最近はスマートフォンを見ると、市町村など細かい地域の予報が表示され、天気や風は1時間刻み、雨雲の動きに至っては5分ごとの変化を教えてくれる。技術の進化は、まさに隔世の感がある。
だが、進化は止まらない。大西
膨大すぎる計算を人工知能が軽減してくれる
都会では、建物や車など人工物からの排熱や反射熱が、相当な量に上る。それが時々刻々変化し、空気や熱が複雑に動く。現在の天気予報に比べると、桁違いに微細なスケールだ。
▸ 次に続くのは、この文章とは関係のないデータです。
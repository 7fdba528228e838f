//! Per-year placement search.
//!
//! # Algorithm
//!
//! 1. Partition the year's courses: the designated priority course,
//!    then mandatory/technical courses, then electives; placeholder
//!    entries are skipped, as is any course already in the schedule.
//! 2. For each course, place a contiguous theory block, then (if the
//!    course has lab hours) a contiguous lab block starting on a later
//!    weekday than the theory block.
//! 3. Candidate days are ranked by current load ("smart distribution");
//!    within a day, start indices are tried in grid order. The first
//!    day/start combination whose every slot passes all checks wins.
//!
//! The search is the proactive conflict tier: a slot it produces never
//! collides with instructor availability, the current schedule, or
//! earlier years' electives, so the reactive log stays empty for
//! search-produced slots. Placement is all-or-nothing per block but
//! not per course: a lab section that fails leaves earlier sections
//! in place and reports failure through the boolean result only.

use std::sync::Arc;

use crate::grid::{self, Weekday};
use crate::models::{Course, CourseKind, InstructorName, PlacedSlot, YearSchedule};

use super::CompletedSchedules;

/// Default priority course, scheduled before everything else.
const DEFAULT_PRIORITY_CODE: &str = "SENG 429";
/// Default marker forcing two lab sections regardless of enrollment.
const DEFAULT_SPLIT_MARKER: &str = "SENG 101";
/// Default catalogue placeholder for a not-yet-chosen elective.
const DEFAULT_PLACEHOLDER_CODE: &str = "ELEC";
/// Maximum non-lab hours per instructor per day.
const DEFAULT_DAILY_THEORY_CAP: usize = 4;
/// Enrollment above which a lab splits into two sections.
const DEFAULT_SPLIT_THRESHOLD: u32 = 40;

/// The single-year placement engine.
///
/// Stateless between calls; all schedule state lives in the
/// [`YearSchedule`] being filled and the [`CompletedSchedules`]
/// accumulator it consults.
#[derive(Debug, Clone)]
pub struct PlacementEngine {
    priority_code: String,
    split_marker: String,
    placeholder_code: String,
    daily_theory_cap: usize,
    split_threshold: u32,
}

impl Default for PlacementEngine {
    fn default() -> Self {
        Self::new()
    }
}

impl PlacementEngine {
    /// Creates an engine with the institutional defaults.
    pub fn new() -> Self {
        Self {
            priority_code: DEFAULT_PRIORITY_CODE.into(),
            split_marker: DEFAULT_SPLIT_MARKER.into(),
            placeholder_code: DEFAULT_PLACEHOLDER_CODE.into(),
            daily_theory_cap: DEFAULT_DAILY_THEORY_CAP,
            split_threshold: DEFAULT_SPLIT_THRESHOLD,
        }
    }

    /// Sets the priority course code.
    pub fn with_priority_code(mut self, code: impl Into<String>) -> Self {
        self.priority_code = code.into();
        self
    }

    /// Sets the forced two-section marker.
    pub fn with_split_marker(mut self, marker: impl Into<String>) -> Self {
        self.split_marker = marker.into();
        self
    }

    /// Sets the elective placeholder code.
    pub fn with_placeholder_code(mut self, code: impl Into<String>) -> Self {
        self.placeholder_code = code.into();
        self
    }

    /// Sets the per-day non-lab hour cap.
    pub fn with_daily_theory_cap(mut self, cap: usize) -> Self {
        self.daily_theory_cap = cap;
        self
    }

    /// Sets the enrollment threshold for lab splitting.
    pub fn with_split_threshold(mut self, threshold: u32) -> Self {
        self.split_threshold = threshold;
        self
    }

    /// The configured elective placeholder code.
    pub fn placeholder_code(&self) -> &str {
        &self.placeholder_code
    }

    /// Fills one year's schedule from its course list.
    ///
    /// Courses are partitioned into priority / mandatory / elective
    /// buckets and scheduled in that order, each bucket in catalogue
    /// order. Placeholder entries, courses of other kinds, and courses
    /// already present by code are skipped. Individual placement
    /// failures are silent; callers inspect the schedule afterwards.
    pub fn fill_year(
        &self,
        schedule: &mut YearSchedule,
        courses: &[Arc<Course>],
        completed: &CompletedSchedules,
    ) {
        let mut priority: Vec<&Arc<Course>> = Vec::new();
        let mut mandatory: Vec<&Arc<Course>> = Vec::new();
        let mut electives: Vec<&Arc<Course>> = Vec::new();

        for course in courses {
            if course.code == self.placeholder_code {
                continue;
            }
            if course.code == self.priority_code {
                priority.push(course);
                continue;
            }
            match course.kind {
                CourseKind::Mandatory | CourseKind::TechnicalLabElective => {
                    mandatory.push(course)
                }
                CourseKind::Elective => electives.push(course),
                _ => {}
            }
        }

        for course in priority.into_iter().chain(mandatory).chain(electives) {
            if !schedule.contains_course(&course.code) {
                self.place_course(schedule, course, completed);
            }
        }
    }

    /// Places one course: theory block, then lab block.
    ///
    /// Returns `false` when either block could not be placed in full.
    /// Nothing already appended is rolled back.
    pub fn place_course(
        &self,
        schedule: &mut YearSchedule,
        course: &Arc<Course>,
        completed: &CompletedSchedules,
    ) -> bool {
        if course.theory_hours > 0
            && !self.place_block(schedule, course, course.theory_hours as usize, false, completed)
        {
            return false;
        }
        if course.lab_hours > 0
            && !self.place_block(schedule, course, course.lab_hours as usize, true, completed)
        {
            return false;
        }
        true
    }

    /// Places one contiguous block (all sections of it).
    ///
    /// A lab block only considers days strictly after the day of the
    /// course's theory block; with no theory block present it fails
    /// outright. Each section is searched independently; the first
    /// failing section fails the call, earlier sections stay placed.
    fn place_block(
        &self,
        schedule: &mut YearSchedule,
        course: &Arc<Course>,
        hours: usize,
        is_lab: bool,
        completed: &CompletedSchedules,
    ) -> bool {
        let mut days = self.ranked_days(schedule, course, completed);

        if is_lab {
            let last_theory_day = schedule
                .slots
                .iter()
                .filter(|s| s.course.code == course.code && !s.is_lab)
                .map(|s| s.day.index())
                .max();
            match last_theory_day {
                Some(idx) => days.retain(|d| d.index() > idx),
                None => return false,
            }
        }

        let sections = if is_lab { self.lab_sections_for(course) } else { 1 };

        for section in 1..=sections {
            let mut placed = false;
            'search: for &day in &days {
                for start_idx in grid::valid_start_indices(day) {
                    if start_idx + hours > grid::SLOTS_PER_DAY {
                        continue;
                    }
                    if let Some(run) =
                        self.try_run(schedule, course, day, start_idx, hours, is_lab, section, completed)
                    {
                        for slot in run {
                            schedule.insert(slot);
                        }
                        placed = true;
                        break 'search;
                    }
                }
            }
            if !placed {
                return false;
            }
        }
        true
    }

    /// Builds the candidate run at (day, start), or `None` if any check
    /// fails.
    ///
    /// Every composing slot must be outside the Friday exam block, leave
    /// the instructor free across current and completed schedules, and
    /// not collide with the current schedule (nor, for electives, with
    /// earlier years' electives). Theory runs additionally respect the
    /// instructor's daily non-lab cap.
    #[allow(clippy::too_many_arguments)]
    fn try_run(
        &self,
        schedule: &YearSchedule,
        course: &Arc<Course>,
        day: Weekday,
        start_idx: usize,
        hours: usize,
        is_lab: bool,
        section: u8,
        completed: &CompletedSchedules,
    ) -> Option<Vec<PlacedSlot>> {
        let mut run = Vec::with_capacity(hours);
        for i in 0..hours {
            let (start, end) = grid::SLOT_TIMES[start_idx + i];
            if grid::is_exam_block(day, start, end) {
                return None;
            }
            if !instructor_available(&course.instructor, day, start, end, schedule, completed) {
                return None;
            }
            let slot = PlacedSlot::new(day, start, end, Arc::clone(course), is_lab)
                .with_section(section);
            if self.collides(schedule, &slot, completed) {
                return None;
            }
            run.push(slot);
        }
        if !is_lab
            && !self.within_daily_theory_cap(&course.instructor, day, hours, schedule, completed)
        {
            return None;
        }
        Some(run)
    }

    /// Proactive collision probe for a tentative slot.
    ///
    /// Any overlap with the current schedule rejects the slot; for
    /// elective courses, overlap with an elective slot of any earlier
    /// year rejects it too.
    fn collides(
        &self,
        schedule: &YearSchedule,
        slot: &PlacedSlot,
        completed: &CompletedSchedules,
    ) -> bool {
        if schedule.slots.iter().any(|existing| slot.overlaps(existing)) {
            return true;
        }
        if slot.course.is_elective() {
            for built in completed.iter() {
                if built
                    .slots
                    .iter()
                    .any(|existing| existing.course.is_elective() && slot.overlaps(existing))
                {
                    return true;
                }
            }
        }
        false
    }

    /// Ranks weekdays for a course, lightest first.
    ///
    /// score = 4 × (slots already on that day in the current schedule)
    ///       + (instructor's slots that day across current and earlier
    ///          years). Stable sort: ties keep Monday..Friday order.
    /// Pure function of the current counts.
    fn ranked_days(
        &self,
        schedule: &YearSchedule,
        course: &Arc<Course>,
        completed: &CompletedSchedules,
    ) -> Vec<Weekday> {
        let mut ranked = Weekday::ALL.to_vec();
        ranked.sort_by_key(|&day| {
            let day_load = schedule.slots_on(day).count();
            let instructor_load = if course.instructor.is_unconstrained() {
                0
            } else {
                completed
                    .iter()
                    .chain(std::iter::once(&*schedule))
                    .flat_map(|s| s.slots_on(day))
                    .filter(|s| s.course.instructor == course.instructor)
                    .count()
            };
            day_load * 4 + instructor_load
        });
        ranked
    }

    /// Daily non-lab cap check for a tentative theory run.
    fn within_daily_theory_cap(
        &self,
        instructor: &InstructorName,
        day: Weekday,
        hours: usize,
        schedule: &YearSchedule,
        completed: &CompletedSchedules,
    ) -> bool {
        if instructor.is_unconstrained() {
            return true;
        }
        let taught: usize = completed
            .iter()
            .chain(std::iter::once(schedule))
            .flat_map(|s| s.slots_on(day))
            .filter(|s| !s.is_lab && &s.course.instructor == instructor)
            .count();
        taught + hours <= self.daily_theory_cap
    }

    /// Lab section count for a course.
    ///
    /// 1 by default; 2 when the code carries the forced-split marker or
    /// the raw enrollment field parses above the threshold. Malformed
    /// enrollment keeps the default.
    fn lab_sections_for(&self, course: &Course) -> u8 {
        if course.code.contains(&self.split_marker) {
            return 2;
        }
        match course.student_count.trim().parse::<u32>() {
            Ok(count) if count > self.split_threshold => 2,
            _ => 1,
        }
    }
}

/// Whether the instructor is free for [start, end) on the given day
/// across the current schedule and every completed year.
///
/// Unconstrained names are always free.
fn instructor_available(
    instructor: &InstructorName,
    day: Weekday,
    start_min: u16,
    end_min: u16,
    schedule: &YearSchedule,
    completed: &CompletedSchedules,
) -> bool {
    if instructor.is_unconstrained() {
        return true;
    }
    for built in completed.iter().chain(std::iter::once(schedule)) {
        for slot in built.slots_on(day) {
            if &slot.course.instructor == instructor
                && start_min < slot.end_min
                && slot.start_min < end_min
            {
                return false;
            }
        }
    }
    true
}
大西さんはそういった「微気象」を捉え、「この道路を歩く時、日なた側と日陰側では熱中症のリスクがどう違うか」といった予測まで可能にする未来を描く。
現在、2キロ・メートル四方の範囲にわたり、30分後までの気温や風などを5メートル間隔の細かさで予測しようとしている。しかし、物理学や化学の法則に基づいて大気などの変化を予測する「数値シミュレーション」は、この細かさで行うと計算量が膨大になり、スーパーコンピューターで数時間もかかった。無論それでは「30分後の予測」にならない。
そこで大西さんらは、計算量を減らす工夫に取り組んできた。数値シミュレーションは20メートル間隔の粗い計算にとどめる。そして、「超解像」という人工知能(AI)の技術で、その解像度を5メートル間隔に高める。
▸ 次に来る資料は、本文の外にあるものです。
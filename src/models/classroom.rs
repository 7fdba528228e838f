//! Classroom model.
//!
//! Rooms are modeled for capacity data only; the engine never assigns
//! a physical room to a placed slot.

use serde::{Deserialize, Serialize};

/// Classroom type classification.
#[derive(Debug, Clone, Copy, PartialEq, Eq, Serialize, Deserialize)]
pub enum ClassroomType {
    /// Lecture room.
    Theory,
    /// Generic lab room.
    Lab,
    /// Computer lab.
    ComputerLab,
}

/// A classroom with capacity and type.
#[derive(Debug, Clone, Serialize, Deserialize)]
pub struct Classroom {
    /// Room name (e.g. `T-03`, `Lab-2`).
    pub name: String,
    /// Seat capacity.
    pub capacity: u32,
    /// Room type.
    pub kind: ClassroomType,
}

impl Classroom {
    /// Creates a classroom.
    pub fn new(name: impl Into<String>, capacity: u32, kind: ClassroomType) -> Self {
        Self {
            name: name.into(),
            capacity,
            kind,
        }
    }

    /// Whether the room can host a session of the given size.
    ///
    /// Lab sessions need a lab-typed room and cap at 40 students
    /// regardless of the room's nominal capacity.
    pub fn can_accommodate(&self, student_count: u32, is_lab: bool) -> bool {
        if is_lab {
            if self.kind == ClassroomType::Theory {
                return false;
            }
            if student_count > 40 {
                return false;
            }
        }
        student_count <= self.capacity
    }
}

/// The institutional default room pool: ten 60-seat lecture rooms and
/// five 40-seat computer labs.
pub fn default_classrooms() -> Vec<Classroom> {
    let mut rooms = Vec::with_capacity(15);
    for i in 1..=10 {
        rooms.push(Classroom::new(format!("T-{i:02}"), 60, ClassroomType::Theory));
    }
    for i in 1..=5 {
        rooms.push(Classroom::new(format!("Lab-{i}"), 40, ClassroomType::ComputerLab));
    }
    rooms
}

#[cfg(test)]
mod tests {
    use super::*;

    #[test]
    fn test_accommodation_rules() {
        let theory = Classroom::new("T-01", 60, ClassroomType::Theory);
        let lab = Classroom::new("Lab-1", 40, ClassroomType::ComputerLab);

        assert!(theory.can_accommodate(55, false));
        assert!(!theory.can_accommodate(70, false));
        assert!(!theory.can_accommodate(30, true)); // labs need lab rooms

        assert!(lab.can_accommodate(35, true));
        assert!(!lab.can_accommodate(45, true)); // lab hard cap
    }

    #[test]
    fn test_default_pool() {
        let rooms = default_classrooms();
        assert_eq!(rooms.len(), 15);
        assert_eq!(rooms[0].name, "T-01");
        assert_eq!(rooms[14].name, "Lab-5");
        assert!(rooms.iter().filter(|r| r.kind == ClassroomType::ComputerLab).count() == 5);
    }
}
粗い画像から精細な画像を得るなんて魔法のようだが、もちろん科学的な裏付けがある。このAIは、5メートル間隔での計算結果と20メートル間隔での計算結果を多数あらかじめ学習し、「20メートル間隔の計算がこういう結果の時は、5メートル間隔だとこういう画像になる」という関係をつかんであるのだ。
これにより、5メートル間隔で数値シミュレーションを行うと数時間かかっていた30分後の予測が、1分ほどで済むようになってきた。「事前の学習には高性能のコンピューターが必要だが、予測計算は普通のパソコンでできるようにしたい」という。
ドローンやドライブレコーダーから有用な気象データ
計算手法と並んで重要なのは、計算に取り込む気象データの収集だ。気象庁が天気予報のために降水や気温などのデータを収集するアメダス観測点は、全国で約20キロ・メートル間隔。これに対し、微気象の予測には数メートルから数十メートル間隔のデータが欲しい。